## Work to complete
Restrict the output to the lines below starting at the one that contains "fn from_str(s: &str)" and ending at the one that contains "a typed address.", and restate them word for word, both ends included.

## Data

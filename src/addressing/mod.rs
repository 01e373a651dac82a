//! KNX addressing.
//!
//! KNX uses two kinds of 16-bit addresses:
//! - Individual addresses for physical devices (`area.line.device`)
//! - Group addresses for logical functions (`main/middle/sub` or `main/sub`)
//!
//! Textually the kinds are told apart by their separator: a `.` marks an
//! individual address. On the wire both are two big-endian bytes and the
//! kind travels in bit 7 of CEMI control field 2.

pub mod group;
pub mod individual;

pub use group::GroupAddress;
pub use individual::IndividualAddress;

use crate::error::{KnxError, Result};
use core::fmt;

/// Which of the two address spaces an address lives in.
#[derive(Debug, Clone, Copy, PartialEq, Eq, Hash)]
#[cfg_attr(feature = "serde", derive(serde::Serialize, serde::Deserialize))]
pub enum AddressKind {
    /// Physical device address
    Individual,
    /// Logical group address
    Group,
}

/// A destination on the bus, tagged with its kind.
#[derive(Debug, Clone, Copy, PartialEq, Eq, Hash)]
#[cfg_attr(feature = "serde", derive(serde::Serialize, serde::Deserialize))]
pub enum KnxAddress {
    /// Physical device address
    Individual(IndividualAddress),
    /// Logical group address
    Group(GroupAddress),
}

impl KnxAddress {
    /// Interpret two wire bytes as an address of the given kind.
    pub const fn from_bytes(bytes: [u8; 2], kind: AddressKind) -> Self {
        match kind {
            AddressKind::Individual => Self::Individual(IndividualAddress::from_bytes(bytes)),
            AddressKind::Group => Self::Group(GroupAddress::from_bytes(bytes)),
        }
    }

    /// The two wire bytes.
    pub const fn to_bytes(self) -> [u8; 2] {
        match self {
            Self::Individual(a) => a.to_bytes(),
            Self::Group(g) => g.to_bytes(),
        }
    }

    /// Individual or group
    pub const fn kind(self) -> AddressKind {
        match self {
            Self::Individual(_) => AddressKind::Individual,
            Self::Group(_) => AddressKind::Group,
        }
    }

    /// Whether this is a group address
    pub const fn is_group(self) -> bool {
        matches!(self, Self::Group(_))
    }

    /// Text form; `three_level` selects the group style and is ignored for
    /// individual addresses.
    pub fn format(self, three_level: bool) -> Result<heapless::String<16>> {
        match self {
            Self::Individual(a) => a.format(),
            Self::Group(g) => g.format(three_level),
        }
    }
}

impl From<GroupAddress> for KnxAddress {
    fn from(addr: GroupAddress) -> Self {
        Self::Group(addr)
    }
}

impl From<IndividualAddress> for KnxAddress {
    fn from(addr: IndividualAddress) -> Self {
        Self::Individual(addr)
    }
}

impl fmt::Display for KnxAddress {
    fn fmt(&self, f: &mut fmt::Formatter<'_>) -> fmt::Result {
        match self {
            Self::Individual(a) => a.fmt(f),
            Self::Group(g) => g.fmt(f),
        }
    }
}

impl core::str::FromStr for KnxAddress {
    type Err = KnxError;

    fn from_str(s: &str) -> Result<Self> {
        if is_individual(s) {
            s.parse().map(Self::Individual)
        } else {
            s.parse().map(Self::Group)
        }
    }
}

/// Anything an operation can address: text or a typed address.
pub trait ToAddress {
    /// Resolve into a tagged address.
    fn to_address(&self) -> Result<KnxAddress>;
}

impl ToAddress for KnxAddress {
    fn to_address(&self) -> Result<KnxAddress> {
        Ok(*self)
    }
}

impl ToAddress for GroupAddress {
    fn to_address(&self) -> Result<KnxAddress> {
        Ok(KnxAddress::Group(*self))
    }
}

impl ToAddress for IndividualAddress {
    fn to_address(&self) -> Result<KnxAddress> {
        Ok(KnxAddress::Individual(*self))
    }
}

impl ToAddress for str {
    fn to_address(&self) -> Result<KnxAddress> {
        self.parse()
    }
}

impl ToAddress for String {
    fn to_address(&self) -> Result<KnxAddress> {
        self.parse()
    }
}

impl<T: ToAddress + ?Sized> ToAddress for &T {
    fn to_address(&self) -> Result<KnxAddress> {
        (**self).to_address()
    }
}

/// Textual heuristic: a `.` marks an individual address.
pub fn is_individual(text: &str) -> bool {
    text.contains('.')
}

/// One numeric address segment: ASCII digits only, no sign or spaces.
pub(crate) fn parse_segment<T: core::str::FromStr>(part: &str) -> Result<T> {
    if part.is_empty() || !part.bytes().all(|b| b.is_ascii_digit()) {
        return Err(KnxError::invalid_address_format());
    }
    part.parse().map_err(|_range| KnxError::invalid_address_format())
}

/// Parse `a.l.d`, `m/m/s` or `m/s` into the two wire bytes.
pub fn parse_address(text: &str) -> Result<[u8; 2]> {
    text.parse::<KnxAddress>().map(KnxAddress::to_bytes)
}

/// Inverse of [`parse_address`].
pub fn format_address(bytes: [u8; 2], kind: AddressKind, three_level: bool) -> Result<heapless::String<16>> {
    KnxAddress::from_bytes(bytes, kind).format(three_level)
}

#[cfg(test)]
mod tests {
    use super::*;

    #[test]
    fn test_parse_address_by_separator() {
        assert_eq!(parse_address("1.1.5").unwrap(), [0x11, 0x05]);
        assert_eq!(parse_address("1/2/3").unwrap(), [0x0A, 0x03]);
        assert_eq!(parse_address("1/515").unwrap(), [0x0A, 0x03]);
        assert!(parse_address("1-2-3").unwrap_err().is_invalid_address_format());
    }

    #[test]
    fn test_format_address() {
        assert_eq!(format_address([0x0A, 0x03], AddressKind::Group, true).unwrap().as_str(), "1/2/3");
        assert_eq!(format_address([0x0A, 0x03], AddressKind::Group, false).unwrap().as_str(), "1/515");
        assert_eq!(format_address([0x0A, 0x03], AddressKind::Individual, true).unwrap().as_str(), "0.10.3");
    }

    #[test]
    fn test_signed_segments_rejected() {
        for text in ["+1/2/3", "1/+2/3", "+1/515", "+1.1.5", "1.1.+5", " 1/2/3"] {
            assert!(parse_address(text).unwrap_err().is_invalid_address_format(), "{text}");
        }
    }

    #[test]
    fn test_is_individual() {
        assert!(is_individual("1.1.1"));
        assert!(!is_individual("1/1/1"));
    }

    #[test]
    fn test_to_address() {
        let from_text = "2/1/10".to_address().unwrap();
        let typed = GroupAddress::new(2, 1, 10).unwrap().to_address().unwrap();
        assert_eq!(from_text, typed);
        assert!(from_text.is_group());
        assert_eq!(
            String::from("1.0.7").to_address().unwrap().kind(),
            AddressKind::Individual
        );
    }
}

## Result below
    fn from_str(s: &str) -> Result<Self> {
        if is_individual(s) {
            s.parse().map(Self::Individual)
        } else {
            s.parse().map(Self::Group)
        }
    }
}

/// Anything an operation can address: text or a typed address.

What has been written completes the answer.